| Problem description |
Look through the listing for the word "sent". Copy each line that has it.
•••
// Copyright 2025 Lablup Inc. and Jeongkyu Shin
//
// Licensed under the Apache License, Version 2.0 (the "License");
// you may not use this file except in compliance with the License.
// You may obtain a copy of the License at
//
//     http://www.apache.org/licenses/LICENSE-2.0
//
// Unless required by applicable law or agreed to in writing, software
// distributed under the License is distributed on an "AS IS" BASIS,
// WITHOUT WARRANTIES OR CONDITIONS OF ANY KIND, either express or implied.
// See the License for the specific language governing permissions and
// limitations under the License.

//! The terminal relay loop.
//!
//! One cooperative loop moves bytes between the local terminal and the exec
//! channel. Each iteration:
//!
//! 1. checks for a pending interrupt or termination signal,
//! 2. pumps the channel for a short time,
//! 3. writes buffered stdout, then stderr, to the local streams,
//! 4. reads whatever stdin has available and forwards it.
//!
//! Resize notifications and keep-alives run as two background workers that
//! only talk to the channel through a [`ChannelHandle`](super::ChannelHandle).
//! Whatever way the loop ends, [`SessionResources::teardown`] runs once before
//! [`TerminalRelay::run`] returns.

use std::any::Any;
use std::panic::AssertUnwindSafe;
use std::time::Duration;

use futures::FutureExt;
use serde::{Deserialize, Serialize};
use tracing::{debug, error, warn};

use super::channel::ExecChannel;
use super::constants::{
    CHANNEL_PAYLOAD_SIZE, DEFAULT_HEARTBEAT_INTERVAL_SECS, DEFAULT_RESIZE_POLL_INTERVAL_MS,
    DEFAULT_UPDATE_TIMEOUT_MS, DEFAULT_WORKER_JOIN_TIMEOUT_MS, DEFAULT_WRITE_BACKOFF_MS,
    DEFAULT_WRITE_RETRY_LIMIT,
};
use super::error::{classify_io_error, ChannelError, IoDisposition, SessionError};
use super::heartbeat::{run_heartbeat, HeartbeatKind};
use super::resize::watch_resize;
use super::resources::SessionResources;
use super::signals::SessionSignal;
use super::stdio::{write_output, LocalStdio, OutputStream, WritePolicy};
use super::terminal::TerminalController;
use super::worker::Worker;

/// Timing and retry knobs of the relay.
#[derive(Debug, Clone, PartialEq, Eq)]
pub struct RelaySettings {
    pub update_timeout: Duration,
    pub heartbeat_interval: Duration,
    pub heartbeat: HeartbeatKind,
    pub resize_poll_interval: Duration,
    pub worker_join_timeout: Duration,
    pub write_policy: WritePolicy,
    /// Route SIGINT/SIGTERM to the session while it runs.
    pub handle_signals: bool,
}

impl Default for RelaySettings {
    fn default() -> Self {
        Self {
            update_timeout: Duration::from_millis(DEFAULT_UPDATE_TIMEOUT_MS),
            heartbeat_interval: Duration::from_secs(DEFAULT_HEARTBEAT_INTERVAL_SECS),
            heartbeat: HeartbeatKind::Ping,
            resize_poll_interval: Duration::from_millis(DEFAULT_RESIZE_POLL_INTERVAL_MS),
            worker_join_timeout: Duration::from_millis(DEFAULT_WORKER_JOIN_TIMEOUT_MS),
            write_policy: WritePolicy {
                retry_limit: DEFAULT_WRITE_RETRY_LIMIT,
                backoff: Duration::from_millis(DEFAULT_WRITE_BACKOFF_MS),
            },
            handle_signals: true,
        }
    }
}

/// Which local streams take part in the session.
#[derive(Debug, Clone, Copy, PartialEq, Eq, Default)]
pub struct StreamMode {
    /// Forward local stdin and run the full interactive loop.
    pub interactive: bool,
    /// Put the local terminal into raw mode and track its size.
    pub tty: bool,
}

/// Session lifecycle.
#[derive(Debug, Clone, Copy, PartialEq, Eq)]
pub enum SessionState {
    Initializing,
    Active,
    ShuttingDown,
    Closed,
}

/// Why a session ended.
#[derive(Debug, Clone, Copy, PartialEq, Eq, Serialize, Deserialize)]
#[serde(rename_all = "snake_case")]
pub enum EndReason {
    /// The remote side closed the stream.
    RemoteClosed,
    /// The connection was reset or a pipe broke.
    ConnectionLost,
    /// Ctrl-C delivered to this process.
    UserInterrupt,
    /// SIGTERM or SIGHUP delivered to this process.
    Terminated,
    /// Raw mode, stdio or workers could not be set up.
    SetupFailed,
    /// The exec stream could not be opened.
    ConnectFailed,
    /// The server reported a failure status without an exit code, such as a
    /// missing executable or container.
    RemoteFailed,
    /// Any other failure.
    Failed,
}

impl EndReason {
    pub fn is_success(self) -> bool {
        matches!(
            self,
            EndReason::RemoteClosed | EndReason::ConnectionLost | EndReason::UserInterrupt
        )
    }
}

/// Result of one session.
#[derive(Debug, Clone, PartialEq, Eq)]
pub struct SessionOutcome {
    pub success: bool,
    pub reason: EndReason,
    /// Exit code of the remote process, when the server reported one.
    pub exit_code: Option<i32>,
}

impl SessionOutcome {
    pub fn new(reason: EndReason, exit_code: Option<i32>) -> Self {
        Self {
            success: reason.is_success(),
            reason,
            exit_code,
        }
    }

    pub fn failed(reason: EndReason) -> Self {
        Self {
            success: false,
            reason,
            exit_code: None,
        }
    }

    /// Exit status for this process: the remote exit code when known,
    /// otherwise 0 on success and 1 on failure.
    pub fn process_exit_code(&self) -> i32 {
        match (self.success, self.exit_code) {
            (true, Some(code)) => code,
            (true, None) => 0,
            (false, _) => 1,
        }
    }
}

/// The relay core, generic over its channel, terminal and stdio so it can run
/// against test doubles.
pub struct TerminalRelay<C, T, S>
where
    C: ExecChannel,
    T: TerminalController,
    S: LocalStdio,
{
    target: String,
    resources: SessionResources<C, T, S>,
    mode: StreamMode,
    settings: RelaySettings,
    state: SessionState,
}

impl<C, T, S> TerminalRelay<C, T, S>
where
    C: ExecChannel,
    T: TerminalController,
    S: LocalStdio,
{
    pub fn new(
        target: impl Into<String>,
        channel: C,
        terminal: T,
        stdio: S,
        mode: StreamMode,
        settings: RelaySettings,
    ) -> Self {
        let resources =
            SessionResources::new(channel, terminal, stdio, settings.worker_join_timeout);
        Self {
            target: target.into(),
            resources,
            mode,
            settings,
            state: SessionState::Initializing,
        }
    }

    pub fn state(&self) -> SessionState {
        self.state
    }

    /// Run the session to the end and release everything it acquired.
    pub async fn run(mut self) -> SessionOutcome {
        let result = AssertUnwindSafe(self.drive()).catch_unwind().await;

        self.state = SessionState::ShuttingDown;
        self.resources.teardown().await;
        self.state = SessionState::Closed;

        let status = self.resources.channel().exit_status();
        let exit_code = status.and_then(|status| status.exit_code());

        match result {
            Ok(Ok(reason)) => {
                let remote_failure = status.filter(|s| {
                    reason.is_success() && !s.is_success() && exit_code.is_none()
                });
                if let Some(status) = remote_failure {
                    error!(
                        "Exec on {} failed: {}",
                        self.target,
                        status.message.as_deref().unwrap_or(status.status.as_str())
                    );
                    return SessionOutcome::new(EndReason::RemoteFailed, None);
                }
                debug!("Exec session on {} ended: {:?}", self.target, reason);
                SessionOutcome::new(reason, exit_code)
            }
            Ok(Err(e)) => {
                error!("Exec session on {} failed: {}", self.target, e);
                SessionOutcome::new(EndReason::Failed, exit_code)
            }
            Err(panic) => {
                error!(
                    "Exec session on {} aborted unexpectedly: {}",
                    self.target,
                    panic_message(panic.as_ref())
                );
                SessionOutcome::new(EndReason::Failed, exit_code)
            }
        }
    }

    async fn drive(&mut self) -> Result<EndReason, SessionError> {
        if !self.mode.interactive {
            self.state = SessionState::Active;
            return self.relay_output().await;
        }

        if let Err(e) = self.setup() {
            error!("Failed to set up exec session on {}: {}", self.target, e);
            return Ok(EndReason::SetupFailed);
        }

        self.state = SessionState::Active;
        self.relay_interactive().await
    }

    fn setup(&mut self) -> Result<(), SessionError> {
        if self.settings.handle_signals {
            if let Err(e) = self.resources.install_signals() {
                warn!("Session signal handlers unavailable: {e}");
            }
        }

        if self.mode.tty {
            self.resources.enter_raw_mode()?;
        }

        let handle = self.resources.channel().handle();
        let initial_size = if self.mode.tty {
            self.resources.terminal().size()
        } else {
            None
        };

        if self.mode.tty {
            let mut events = self
                .resources
                .terminal()
                .resize_events(self.settings.resize_poll_interval);
            if let Some(size) = initial_size {
                events.seed(size);
            }
            let watcher_handle = handle.clone();
            self.resources.add_worker(Worker::spawn("resize", move |token| {
                watch_resize(events, watcher_handle, token)
            }));
        }

        let heartbeat_handle = handle.clone();
        let interval = self.settings.heartbeat_interval;
        let kind = self.settings.heartbeat;
        self.resources.add_worker(Worker::spawn("heartbeat", move |token| {
            run_heartbeat(heartbeat_handle, interval, kind, token)
        }));

        self.resources.prepare_stdio()?;

        if self.mode.tty {
            let size = initial_size.unwrap_or_default();
            match handle.send_resize(size) {
                Ok(()) => debug!("Initial terminal size {size} sent"),
                Err(e) => debug!("Initial terminal size not sent: {e}"),
            }
        }

        Ok(())
    }

    /// Non-interactive mode: print output until the remote closes.
    async fn relay_output(&mut self) -> Result<EndReason, SessionError> {
        while self.resources.channel().is_open() {
            if let Some(reason) = self.pump().await? {
                return Ok(reason);
            }
            if let Some(reason) = self.forward_output().await? {
                return Ok(reason);
            }
        }

        Ok(self
            .forward_output()
            .await?
            .unwrap_or(EndReason::RemoteClosed))
    }

    async fn relay_interactive(&mut self) -> Result<EndReason, SessionError> {
        let mut input = vec![0u8; CHANNEL_PAYLOAD_SIZE];
        let mut pending: Option<Vec<u8>> = None;
        let mut stdin_open = true;

        while self.resources.channel().is_open() {
            match self.resources.pending_signal() {
                Some(SessionSignal::Interrupt) => {
                    debug!("Interrupt received; ending session on {}", self.target);
                    return Ok(EndReason::UserInterrupt);
                }
                Some(SessionSignal::Terminate) => {
                    warn!("Termination requested; ending session on {}", self.target);
                    return Ok(EndReason::Terminated);
                }
                None => {}
            }

            if let Some(reason) = self.pump().await? {
                return Ok(reason);
            }
            if let Some(reason) = self.forward_output().await? {
                return Ok(reason);
            }

            if stdin_open && pending.is_none() {
                match self.resources.stdio.read_input(&mut input) {
                    Ok(0) => {
                        debug!("Local stdin reached EOF; no more input is forwarded");
                        stdin_open = false;
                    }
                    Ok(n) => pending = Some(input[..n].to_vec()),
                    Err(e) => match classify_io_error(&e) {
                        IoDisposition::WouldBlock => {}
                        IoDisposition::SessionEnded => {
                            debug!("Local stdin closed: {e}");
                            stdin_open = false;
                        }
                        IoDisposition::Fatal => return Err(e.into()),
                    },
                }
            }

            if let Some(data) = pending.take() {
                if let Err(e) = self.resources.channel_mut().write_stdin(&data).await {
                    match e.disposition() {
                        IoDisposition::WouldBlock => {
                            debug!("Exec channel busy; retrying {} stdin bytes", data.len());
                            pending = Some(data);
                        }
                        IoDisposition::SessionEnded => {
                            debug!("Exec stream ended while writing stdin: {e}");
                            return Ok(EndReason::ConnectionLost);
                        }
                        IoDisposition::Fatal => return Err(e.into()),
                    }
                }
            }
        }

        Ok(self
            .forward_output()
            .await?
            .unwrap_or(EndReason::RemoteClosed))
    }

    /// Pump the channel once. Returns a reason if the session has ended.
    async fn pump(&mut self) -> Result<Option<EndReason>, SessionError> {
        let timeout = self.settings.update_timeout;
        match self.resources.channel_mut().update(timeout).await {
            Ok(()) => Ok(None),
            Err(e) => self.classify_channel_error(e).await,
        }
    }

    async fn classify_channel_error(
        &mut self,
        e: ChannelError,
    ) -> Result<Option<EndReason>, SessionError> {
        match e.disposition() {
            IoDisposition::WouldBlock => Ok(None),
            IoDisposition::SessionEnded => {
                debug!("Exec stream to {} ended: {}", self.target, e);
                // Output received before the reset is still shown.
                self.forward_output().await?;
                Ok(Some(EndReason::ConnectionLost))
            }
            IoDisposition::Fatal => Err(e.into()),
        }
    }

    /// Write buffered stdout, then stderr. Returns a reason if a local stream
    /// went away.
    async fn forward_output(&mut self) -> Result<Option<EndReason>, SessionError> {
        let policy = self.settings.write_policy;

        for stream in [OutputStream::Stdout, OutputStream::Stderr] {
            let channel = self.resources.channel_mut();
            let data = match stream {
                OutputStream::Stdout => channel.take_stdout(),
                OutputStream::Stderr => channel.take_stderr(),
            };
            let Some(data) = data else {
                continue;
            };

            if let Err(e) = write_output(&mut self.resources.stdio, stream, &data, &policy).await {
                match classify_io_error(&e) {
                    IoDisposition::SessionEnded => {
                        debug!("Local {:?} closed: {}", stream, e);
                        return Ok(Some(EndReason::ConnectionLost));
                    }
                    _ => return Err(e.into()),
                }
            }
        }
        Ok(None)
    }
}

fn panic_message(panic: &(dyn Any + Send)) -> String {
    if let Some(message) = panic.downcast_ref::<&str>() {
        (*message).to_string()
    } else if let Some(message) = panic.downcast_ref::<String>() {
        message.clone()
    } else {
        "unknown panic".to_string()
    }
}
•••
| Task answer |
                Ok(()) => debug!("Initial terminal size {size} sent"),
                Err(e) => debug!("Initial terminal size not sent: {e}"),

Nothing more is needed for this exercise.